Task item - Repeat the data in full. No line may differ from the original.

Data for the task -
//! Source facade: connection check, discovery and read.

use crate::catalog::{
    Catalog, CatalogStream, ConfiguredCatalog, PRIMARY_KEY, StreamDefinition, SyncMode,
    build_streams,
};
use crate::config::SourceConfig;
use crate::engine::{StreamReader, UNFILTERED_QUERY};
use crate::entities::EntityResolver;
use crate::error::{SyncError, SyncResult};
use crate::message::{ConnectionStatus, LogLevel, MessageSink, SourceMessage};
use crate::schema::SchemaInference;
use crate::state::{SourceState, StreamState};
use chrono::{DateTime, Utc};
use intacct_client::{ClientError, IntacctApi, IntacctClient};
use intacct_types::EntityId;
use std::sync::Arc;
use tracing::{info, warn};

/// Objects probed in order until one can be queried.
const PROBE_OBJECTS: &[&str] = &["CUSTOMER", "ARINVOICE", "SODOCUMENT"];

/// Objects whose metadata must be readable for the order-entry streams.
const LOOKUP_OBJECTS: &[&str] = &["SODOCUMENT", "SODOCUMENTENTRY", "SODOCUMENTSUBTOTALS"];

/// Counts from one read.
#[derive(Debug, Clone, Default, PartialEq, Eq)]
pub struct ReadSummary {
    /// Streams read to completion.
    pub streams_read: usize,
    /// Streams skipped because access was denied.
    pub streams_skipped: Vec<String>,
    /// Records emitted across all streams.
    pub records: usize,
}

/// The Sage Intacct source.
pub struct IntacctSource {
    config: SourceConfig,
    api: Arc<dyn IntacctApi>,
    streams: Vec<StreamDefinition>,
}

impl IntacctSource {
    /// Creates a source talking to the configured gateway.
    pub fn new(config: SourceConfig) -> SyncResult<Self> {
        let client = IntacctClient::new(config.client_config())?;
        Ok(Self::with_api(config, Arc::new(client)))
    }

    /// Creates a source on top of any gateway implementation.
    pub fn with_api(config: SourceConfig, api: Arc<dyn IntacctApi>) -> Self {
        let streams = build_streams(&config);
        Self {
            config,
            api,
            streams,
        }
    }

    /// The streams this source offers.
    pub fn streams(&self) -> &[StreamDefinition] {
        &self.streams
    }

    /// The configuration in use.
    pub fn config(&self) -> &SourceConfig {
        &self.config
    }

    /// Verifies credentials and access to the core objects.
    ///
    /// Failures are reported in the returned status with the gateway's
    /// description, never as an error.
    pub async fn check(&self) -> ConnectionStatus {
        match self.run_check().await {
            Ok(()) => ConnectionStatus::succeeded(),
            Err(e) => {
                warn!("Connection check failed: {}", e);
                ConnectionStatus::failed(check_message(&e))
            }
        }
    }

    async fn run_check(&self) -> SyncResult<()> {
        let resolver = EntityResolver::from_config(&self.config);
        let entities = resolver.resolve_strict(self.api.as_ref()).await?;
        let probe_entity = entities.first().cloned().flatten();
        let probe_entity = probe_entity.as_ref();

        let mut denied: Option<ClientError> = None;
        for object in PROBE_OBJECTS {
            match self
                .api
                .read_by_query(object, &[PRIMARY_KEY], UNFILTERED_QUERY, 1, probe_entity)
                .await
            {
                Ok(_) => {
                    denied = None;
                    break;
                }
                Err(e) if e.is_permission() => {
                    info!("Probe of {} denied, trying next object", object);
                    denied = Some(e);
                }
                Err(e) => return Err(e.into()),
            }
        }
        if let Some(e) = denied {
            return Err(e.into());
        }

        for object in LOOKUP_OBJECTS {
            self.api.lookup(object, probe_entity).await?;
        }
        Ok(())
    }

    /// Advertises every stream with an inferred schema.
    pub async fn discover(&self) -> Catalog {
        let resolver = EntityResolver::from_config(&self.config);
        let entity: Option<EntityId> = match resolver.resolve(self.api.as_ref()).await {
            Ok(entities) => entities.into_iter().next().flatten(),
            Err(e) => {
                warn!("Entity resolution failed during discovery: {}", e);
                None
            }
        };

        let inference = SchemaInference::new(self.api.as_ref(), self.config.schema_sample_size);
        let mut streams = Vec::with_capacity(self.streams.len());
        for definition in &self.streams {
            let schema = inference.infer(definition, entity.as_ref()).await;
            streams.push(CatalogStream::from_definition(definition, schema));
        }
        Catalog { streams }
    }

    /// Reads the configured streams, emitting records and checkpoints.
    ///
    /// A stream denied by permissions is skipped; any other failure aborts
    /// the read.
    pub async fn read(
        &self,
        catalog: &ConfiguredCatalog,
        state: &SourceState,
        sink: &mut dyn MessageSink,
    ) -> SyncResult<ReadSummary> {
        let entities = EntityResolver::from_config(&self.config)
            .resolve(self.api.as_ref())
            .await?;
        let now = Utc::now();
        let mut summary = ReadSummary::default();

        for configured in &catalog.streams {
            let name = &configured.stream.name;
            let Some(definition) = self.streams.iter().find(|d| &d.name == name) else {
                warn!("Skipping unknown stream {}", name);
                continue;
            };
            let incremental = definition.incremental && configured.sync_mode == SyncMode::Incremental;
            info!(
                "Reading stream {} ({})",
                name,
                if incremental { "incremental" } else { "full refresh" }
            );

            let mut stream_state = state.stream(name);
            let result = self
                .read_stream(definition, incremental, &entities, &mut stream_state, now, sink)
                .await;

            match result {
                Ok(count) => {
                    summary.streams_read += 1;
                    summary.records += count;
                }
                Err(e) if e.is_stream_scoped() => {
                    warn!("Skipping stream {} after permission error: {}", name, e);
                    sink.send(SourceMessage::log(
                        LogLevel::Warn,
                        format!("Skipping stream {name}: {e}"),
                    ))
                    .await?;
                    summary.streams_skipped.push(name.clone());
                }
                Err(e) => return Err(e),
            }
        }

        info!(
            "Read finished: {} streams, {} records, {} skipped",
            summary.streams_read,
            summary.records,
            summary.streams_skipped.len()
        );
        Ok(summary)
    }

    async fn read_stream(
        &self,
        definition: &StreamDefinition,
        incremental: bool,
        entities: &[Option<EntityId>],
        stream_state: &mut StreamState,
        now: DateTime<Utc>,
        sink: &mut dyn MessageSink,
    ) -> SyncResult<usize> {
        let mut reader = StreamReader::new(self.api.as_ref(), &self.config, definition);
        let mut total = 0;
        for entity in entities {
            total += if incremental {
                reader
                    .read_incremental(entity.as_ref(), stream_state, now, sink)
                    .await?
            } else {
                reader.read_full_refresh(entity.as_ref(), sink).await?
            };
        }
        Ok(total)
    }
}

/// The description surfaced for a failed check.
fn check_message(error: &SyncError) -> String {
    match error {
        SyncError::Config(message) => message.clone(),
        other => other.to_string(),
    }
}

Response to the task -
//! Source facade: connection check, discovery and read.

use crate::catalog::{
    Catalog, CatalogStream, ConfiguredCatalog, PRIMARY_KEY, StreamDefinition, SyncMode,
    build_streams,
};
use crate::config::SourceConfig;
use crate::engine::{StreamReader, UNFILTERED_QUERY};
use crate::entities::EntityResolver;
use crate::error::{SyncError, SyncResult};
use crate::message::{ConnectionStatus, LogLevel, MessageSink, SourceMessage};
use crate::schema::SchemaInference;
use crate::state::{SourceState, StreamState};
use chrono::{DateTime, Utc};
use intacct_client::{ClientError, IntacctApi, IntacctClient};
use intacct_types::EntityId;
use std::sync::Arc;
use tracing::{info, warn};

/// Objects probed in order until one can be queried.
const PROBE_OBJECTS: &[&str] = &["CUSTOMER", "ARINVOICE", "SODOCUMENT"];

/// Objects whose metadata must be readable for the order-entry streams.
const LOOKUP_OBJECTS: &[&str] = &["SODOCUMENT", "SODOCUMENTENTRY", "SODOCUMENTSUBTOTALS"];

/// Counts from one read.
#[derive(Debug, Clone, Default, PartialEq, Eq)]
pub struct ReadSummary {
    /// Streams read to completion.
    pub streams_read: usize,
    /// Streams skipped because access was denied.
    pub streams_skipped: Vec<String>,
    /// Records emitted across all streams.
    pub records: usize,
}

/// The Sage Intacct source.
pub struct IntacctSource {
    config: SourceConfig,
    api: Arc<dyn IntacctApi>,
    streams: Vec<StreamDefinition>,
}

impl IntacctSource {
    /// Creates a source talking to the configured gateway.
    pub fn new(config: SourceConfig) -> SyncResult<Self> {
        let client = IntacctClient::new(config.client_config())?;
        Ok(Self::with_api(config, Arc::new(client)))
    }

    /// Creates a source on top of any gateway implementation.
    pub fn with_api(config: SourceConfig, api: Arc<dyn IntacctApi>) -> Self {
        let streams = build_streams(&config);
        Self {
            config,
            api,
            streams,
        }
    }

    /// The streams this source offers.
    pub fn streams(&self) -> &[StreamDefinition] {
        &self.streams
    }

    /// The configuration in use.
    pub fn config(&self) -> &SourceConfig {
        &self.config
    }

    /// Verifies credentials and access to the core objects.
    ///
    /// Failures are reported in the returned status with the gateway's
    /// description, never as an error.
    pub async fn check(&self) -> ConnectionStatus {
        match self.run_check().await {
            Ok(()) => ConnectionStatus::succeeded(),
            Err(e) => {
                warn!("Connection check failed: {}", e);
                ConnectionStatus::failed(check_message(&e))
            }
        }
    }

    async fn run_check(&self) -> SyncResult<()> {
        let resolver = EntityResolver::from_config(&self.config);
        let entities = resolver.resolve_strict(self.api.as_ref()).await?;
        let probe_entity = entities.first().cloned().flatten();
        let probe_entity = probe_entity.as_ref();

        let mut denied: Option<ClientError> = None;
        for object in PROBE_OBJECTS {
            match self
                .api
                .read_by_query(object, &[PRIMARY_KEY], UNFILTERED_QUERY, 1, probe_entity)
                .await
            {
                Ok(_) => {
                    denied = None;
                    break;
                }
                Err(e) if e.is_permission() => {
                    info!("Probe of {} denied, trying next object", object);
                    denied = Some(e);
                }
                Err(e) => return Err(e.into()),
            }
        }
        if let Some(e) = denied {
            return Err(e.into());
        }

        for object in LOOKUP_OBJECTS {
            self.api.lookup(object, probe_entity).await?;
        }
        Ok(())
    }

    /// Advertises every stream with an inferred schema.
    pub async fn discover(&self) -> Catalog {
        let resolver = EntityResolver::from_config(&self.config);
        let entity: Option<EntityId> = match resolver.resolve(self.api.as_ref()).await {
            Ok(entities) => entities.into_iter().next().flatten(),
            Err(e) => {
                warn!("Entity resolution failed during discovery: {}", e);
                None
            }
        };

        let inference = SchemaInference::new(self.api.as_ref(), self.config.schema_sample_size);
        let mut streams = Vec::with_capacity(self.streams.len());
        for definition in &self.streams {
            let schema = inference.infer(definition, entity.as_ref()).await;
            streams.push(CatalogStream::from_definition(definition, schema));
        }
        Catalog { streams }
    }

    /// Reads the configured streams, emitting records and checkpoints.
    ///
    /// A stream denied by permissions is skipped; any other failure aborts
    /// the read.
    pub async fn read(
        &self,
        catalog: &ConfiguredCatalog,
        state: &SourceState,
        sink: &mut dyn MessageSink,
    ) -> SyncResult<ReadSummary> {
        let entities = EntityResolver::from_config(&self.config)
            .resolve(self.api.as_ref())
            .await?;
        let now = Utc::now();
        let mut summary = ReadSummary::default();

        for configured in &catalog.streams {
            let name = &configured.stream.name;
            let Some(definition) = self.streams.iter().find(|d| &d.name == name) else {
                warn!("Skipping unknown stream {}", name);
                continue;
            };
            let incremental = definition.incremental && configured.sync_mode == SyncMode::Incremental;
            info!(
                "Reading stream {} ({})",
                name,
                if incremental { "incremental" } else { "full refresh" }
            );

            let mut stream_state = state.stream(name);
            let result = self
                .read_stream(definition, incremental, &entities, &mut stream_state, now, sink)
                .await;

            match result {
                Ok(count) => {
                    summary.streams_read += 1;
                    summary.records += count;
                }
                Err(e) if e.is_stream_scoped() => {
                    warn!("Skipping stream {} after permission error: {}", name, e);
                    sink.send(SourceMessage::log(
                        LogLevel::Warn,
                        format!("Skipping stream {name}: {e}"),
                    ))
                    .await?;
                    summary.streams_skipped.push(name.clone());
                }
                Err(e) => return Err(e),
            }
        }

        info!(
            "Read finished: {} streams, {} records, {} skipped",
            summary.streams_read,
            summary.records,
            summary.streams_skipped.len()
        );
        Ok(summary)
    }

    async fn read_stream(
        &self,
        definition: &StreamDefinition,
        incremental: bool,
        entities: &[Option<EntityId>],
        stream_state: &mut StreamState,
        now: DateTime<Utc>,
        sink: &mut dyn MessageSink,
    ) -> SyncResult<usize> {
        let mut reader = StreamReader::new(self.api.as_ref(), &self.config, definition);
        let mut total = 0;
        for entity in entities {
            total += if incremental {
                reader
                    .read_incremental(entity.as_ref(), stream_state, now, sink)
                    .await?
            } else {
                reader.read_full_refresh(entity.as_ref(), sink).await?
            };
        }
        Ok(total)
    }
}

/// The description surfaced for a failed check.
fn check_message(error: &SyncError) -> String {
    match error {
        SyncError::Config(message) => message.clone(),
        other => other.to_string(),
    }
}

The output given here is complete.